With several choices from Vanderbilt in Nashville to San Francisco or Boston, they safely set on LeBonheur Children's Medical Center in Memphis, 180 miles away from their home and two other children back in Batesville, Arkansas.
They are just a loving, caring children's hospital" said Mary. "You're not really dealing with an adult hospital that doesn't know about the children."
Mary Sheppard met with Dr. Max Langham before she delivered Shawn Junior.
Langham knew what was ahead of him with Shawn's birth defect. When he was born, he was sent to the Pediatric Intensive Care Unit. The first 12 days of his life were spent connected to machines that filtered his blood, and helped him breathe. In essence, the technology kept him alive. From there, he was moved to the Neonatal Intensive Care Unit. He's been in Room 4 since January.
"Medically, with medical evidence, he would not likely live," said Shawn. "That's when Dr. Langham had approached us and said 'Can I at least have one try to make this happen?'"
This doctor, they say, went above and beyond his call of duty. They describe him as being different from others.
"He came in when he was off work, on a moment's notice he would come in, console us, and say anytime you need to talk just call me, he was always there and still is."
Langham made a promise to the nervous couple; a pact they say kept their son alive.
"He told us, 'i can't make you any promises but I'm going to do my best,'" said Mary.
"If it wasn't for him, we wouldn't have him...and he's an amazing person," said Shawn.
Langham, a pediatric surgeon at the children's hospital, is modest about the high praises from the family, calling it a team effort at LeBonheur.
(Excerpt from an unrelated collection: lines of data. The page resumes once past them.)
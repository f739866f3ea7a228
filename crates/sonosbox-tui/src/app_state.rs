//! AppState: shared read-only data passed to all components during render/event.
//!
//! Components read this for view state, but never mutate it.
//! The App event-loop (through `controller`) is the only thing that writes it.

use sonosbox_proto::{BrowsePath, FileListing, SpeakerStatus};

pub const FILES_DESCRIPTION: &str = "Available music files";
pub const SPEAKERS_DESCRIPTION: &str = "Available speakers";

const MAX_LOG_ENTRIES: usize = 500;

/// Label of the play/pause toggle; the next transport command is read from it.
#[derive(Debug, Clone, Copy, PartialEq, Eq, Default)]
pub enum PlayLabel {
    #[default]
    Play,
    Pause,
}

impl PlayLabel {
    pub fn for_playing(is_playing: bool) -> Self {
        if is_playing {
            Self::Pause
        } else {
            Self::Play
        }
    }

    pub fn as_str(self) -> &'static str {
        match self {
            Self::Play => "Play",
            Self::Pause => "Pause",
        }
    }
}

/// What the main list currently shows.
#[derive(Debug, Clone, PartialEq, Default)]
pub enum DataList {
    /// Nothing fetched yet.
    #[default]
    Empty,
    Files(FileListing),
    /// Every speaker, each with play/next actions for `target`.
    Speakers {
        target: String,
        rows: Vec<SpeakerStatus>,
    },
}

/// The now-playing strip: title, progress bar and toggle label.
#[derive(Debug, Clone, PartialEq, Default)]
pub struct NowPlaying {
    pub address: String,
    pub title: String,
    pub progress_pct: f64,
    pub elapsed_secs: u32,
    pub duration_secs: u32,
    pub volume: Option<u16>,
    pub play_label: PlayLabel,
}

impl NowPlaying {
    pub fn apply(&mut self, status: &SpeakerStatus) {
        self.address = status.address.clone();
        self.title = status.track_name.clone();
        self.progress_pct = status.progress_percent();
        self.elapsed_secs = status.track_elapsed_secs;
        self.duration_secs = status.track_duration_secs;
        self.volume = status.volume;
        self.play_label = PlayLabel::for_playing(status.is_playing);
    }
}

#[derive(Debug, Clone, Copy, PartialEq, Eq)]
pub enum LogLevel {
    Info,
    Warn,
    Error,
}

#[derive(Debug, Clone)]
pub struct LogEntry {
    pub at: chrono::DateTime<chrono::Local>,
    pub level: LogLevel,
    pub message: String,
}

/// The full shared state of the application.
pub struct AppState {
    // ── Browser ─────────────────────────────────────────────────────────────
    pub description: String,
    /// The displayed location (the "info bar").
    pub info_bar: BrowsePath,
    pub data_list: DataList,
    /// Bumped whenever `data_list` is replaced, so components can resync.
    pub data_rev: u64,

    // ── Speakers ────────────────────────────────────────────────────────────
    /// Selector options, in first-seen order.
    pub speakers: Vec<String>,
    pub selected_speaker: Option<String>,
    /// Configured speaker to select once the list arrives.
    pub preferred_speaker: Option<String>,

    // ── Now playing ─────────────────────────────────────────────────────────
    pub now_playing: NowPlaying,

    // ── Session ─────────────────────────────────────────────────────────────
    pub server_url: String,
    /// Outcome of the most recent request.
    pub connected: bool,
    pub logs: Vec<LogEntry>,
}

impl AppState {
    pub fn new(server_url: String, preferred_speaker: Option<String>) -> Self {
        Self {
            description: String::new(),
            info_bar: BrowsePath::root(),
            data_list: DataList::Empty,
            data_rev: 0,
            speakers: Vec::new(),
            selected_speaker: None,
            preferred_speaker,
            now_playing: NowPlaying::default(),
            server_url,
            connected: false,
            logs: Vec::new(),
        }
    }

    /// The current selection, read at call time.
    pub fn selected_speaker(&self) -> Option<&str> {
        self.selected_speaker.as_deref()
    }

    pub fn listing(&self) -> Option<&FileListing> {
        match &self.data_list {
            DataList::Files(listing) => Some(listing),
            _ => None,
        }
    }

    pub fn set_data_list(&mut self, list: DataList) {
        self.data_list = list;
        self.data_rev += 1;
    }

    pub fn push_log(&mut self, level: LogLevel, message: impl Into<String>) {
        self.logs.push(LogEntry {
            at: chrono::Local::now(),
            level,
            message: message.into(),
        });
        if self.logs.len() > MAX_LOG_ENTRIES {
            self.logs.remove(0);
        }
    }
}
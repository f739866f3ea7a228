mod action;
mod app;
mod app_state;
mod component;
mod components;
mod controller;
mod focus;
mod remote;
mod theme;
mod widgets;

use std::path::PathBuf;

use anyhow::Context;
use clap::Parser;
use sonosbox_proto::config::Config;
use sonosbox_proto::{platform, ApiClient};

/// Terminal remote for a speaker playback service.
#[derive(Parser, Debug)]
#[command(name = "sonosbox", version, about)]
struct Args {
    /// Service base URL, e.g. http://192.168.1.10:46864 (overrides the config file)
    #[arg(long)]
    server: Option<String>,

    /// Speaker address to select at startup (overrides the config file)
    #[arg(long)]
    speaker: Option<String>,

    /// Log app internals at debug level
    #[arg(long)]
    debug: bool,

    /// Config file to use instead of the default location
    #[arg(long)]
    config: Option<PathBuf>,
}

#[tokio::main]
async fn main() -> anyhow::Result<()> {
    let args = Args::parse();

    let config_path = args.config.clone().unwrap_or_else(Config::config_path);
    let mut config = Config::load_from(&config_path)
        .with_context(|| format!("loading config from {}", config_path.display()))?;
    if let Some(server) = args.server {
        config.server.base_url = server;
    }
    if let Some(speaker) = args.speaker {
        config.speaker.default = Some(speaker);
    }

    let mut log_path = platform::log_path();
    if let Some(dir) = log_path.parent() {
        if std::fs::create_dir_all(dir).is_err() {
            log_path = platform::temp_dir().join("sonosbox.log");
        }
    }
    let log_file = std::fs::OpenOptions::new()
        .create(true)
        .append(true)
        .open(&log_path)
        .with_context(|| format!("opening log file {}", log_path.display()))?;

    // RUST_LOG wins over the configured filter; --debug raises our own crates.
    let mut log_filter = std::env::var("RUST_LOG").unwrap_or_else(|_| config.logging.filter.clone());
    if args.debug {
        log_filter.push_str(",sonosbox=debug,sonosbox_proto=debug");
    }
    tracing_subscriber::fmt()
        .with_writer(log_file)
        .with_env_filter(log_filter.as_str())
        .with_ansi(false)
        .init();

    // Print log path to stderr so the operator can tail it immediately.
    eprintln!("sonosbox log: {}", log_path.display());

    tracing::info!(
        server = %config.server.base_url,
        config = %config_path.display(),
        "sonosbox starting…"
    );

    let client = ApiClient::new(&config.server.base_url, config.server.timeout())?;

    let app = app::App::new(
        client,
        config.polling.status_interval(),
        config.speaker.default.clone(),
    );
    app.run().await?;

    Ok(())
}
//! Component trait: the interface every UI panel implements.
//!
//! - Components own their local state (selection, scroll) and render themselves.
//! - Components receive `AppState` (read-only) for data they don't own.
//! - Components produce `Vec<Action>`; they never mutate shared state directly.

use ratatui::crossterm::event::{KeyEvent, MouseEvent};
use ratatui::{layout::Rect, Frame};

use crate::action::Action;
use crate::app_state::AppState;

pub trait Component {
    /// Handle a key event. Only called when this component has focus.
    fn handle_key(&mut self, key: KeyEvent, state: &AppState) -> Vec<Action>;

    /// Handle a mouse event inside `area`.
    fn handle_mouse(&mut self, event: MouseEvent, area: Rect, state: &AppState) -> Vec<Action>;

    /// Receive an action dispatched by the App, focused or not.
    fn on_action(&mut self, _action: &Action, _state: &AppState) -> Vec<Action> {
        Vec::new()
    }

    /// Render the component into `area`.
    fn draw(&mut self, frame: &mut Frame, area: Rect, focused: bool, state: &AppState);
}
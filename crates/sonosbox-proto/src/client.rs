//! ApiClient: one HTTP client for every playback-service endpoint.
//!
//! All calls are plain GETs. A call succeeds on a 2xx status; JSON bodies
//! are decoded into the caller's type. Nothing here retries or caches.

use std::time::Duration;

use reqwest::{Client, StatusCode};
use serde::de::DeserializeOwned;
use tracing::{debug, trace};

use crate::error::{ApiError, ApiResult};
use crate::path::BrowsePath;
use crate::protocol::{Endpoint, PlayMode, SpeakerStatus, TransportAction};

#[derive(Debug, Clone)]
pub struct ApiClient {
    http: Client,
    base_url: String,
}

impl ApiClient {
    /// Build a client for `base_url` (scheme and host, no trailing path).
    pub fn new(base_url: &str, timeout: Duration) -> ApiResult<Self> {
        let base_url = base_url.trim().trim_end_matches('/').to_string();
        if base_url.is_empty() {
            return Err(ApiError::InvalidUrl("URL cannot be empty".into()));
        }
        if !base_url.starts_with("http://") && !base_url.starts_with("https://") {
            return Err(ApiError::InvalidUrl(format!(
                "{} must start with http:// or https://",
                base_url
            )));
        }

        let http = Client::builder()
            .timeout(timeout)
            .connect_timeout(timeout)
            .user_agent(format!("sonosbox/{}", env!("CARGO_PKG_VERSION")))
            .build()?;

        Ok(Self { http, base_url })
    }

    pub fn base_url(&self) -> &str {
        &self.base_url
    }

    pub fn url_for(&self, endpoint: &Endpoint<'_>) -> String {
        format!("{}{}", self.base_url, endpoint.path())
    }

    /// Names under `path`; directories carry a trailing `/`.
    pub async fn list_files(&self, path: &BrowsePath) -> ApiResult<Vec<String>> {
        self.get_json(&Endpoint::FileList(path)).await
    }

    pub async fn list_speakers(&self) -> ApiResult<Vec<SpeakerStatus>> {
        self.get_json(&Endpoint::Speakers).await
    }

    /// Status of one speaker. The service answers with an array; an empty
    /// address returns every speaker.
    pub async fn speaker_status(&self, address: &str) -> ApiResult<Vec<SpeakerStatus>> {
        self.get_json(&Endpoint::Speaker(address)).await
    }

    /// Start playing `path` on `address`, or queue it next.
    pub async fn control(&self, mode: PlayMode, address: &str, path: &str) -> ApiResult<()> {
        self.get_ok(&Endpoint::Control {
            mode,
            address,
            path,
        })
        .await
    }

    pub async fn playback(&self, address: &str, action: TransportAction) -> ApiResult<()> {
        self.get_ok(&Endpoint::Playback { address, action }).await
    }

    async fn get_json<T: DeserializeOwned>(&self, endpoint: &Endpoint<'_>) -> ApiResult<T> {
        let body = self.get(endpoint).await?;
        serde_json::from_slice(&body).map_err(|e| ApiError::Decode {
            endpoint: endpoint.path(),
            message: e.to_string(),
        })
    }

    async fn get_ok(&self, endpoint: &Endpoint<'_>) -> ApiResult<()> {
        self.get(endpoint).await.map(|_| ())
    }

    async fn get(&self, endpoint: &Endpoint<'_>) -> ApiResult<Vec<u8>> {
        let url = self.url_for(endpoint);
        debug!(url = %url, "GET");

        let response = self.http.get(&url).send().await?;
        // Only 200 counts; other 2xx codes are errors too.
        let status = response.status();
        if status != StatusCode::OK {
            return Err(ApiError::Status {
                endpoint: endpoint.path(),
                status: status.as_u16(),
            });
        }

        let total = response.content_length();
        let body = response.bytes().await?;
        match total {
            Some(total) => trace!(url = %url, "{} B of {} B loaded", body.len(), total),
            None => trace!(url = %url, "{} B loaded", body.len()),
        }
        Ok(body.to_vec())
    }
}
"LeBonheur is a special place; it's been my privilege to work here," said Dr. Langham. "I think its a great children's hospital, and we really have all the bells and whistles to take care of very sick children who would not survive in a general hospital."
Langham believes real advances in healthcare are often done in specialty-specific places, like children's hospitals.
"I think having a team that's dedicated to specific problems allows you to get better at doing that."
A team that's saving lives, and creating miracles, for parents like Shawn and Mary.
"My child wouldn't be alive today if it wasn't for this doctor, or this hospital."
For Shawn Sheppard and his family, LeBonheur is more than a hospital in Memphis, it's a place where miracles happen, and lives are changed.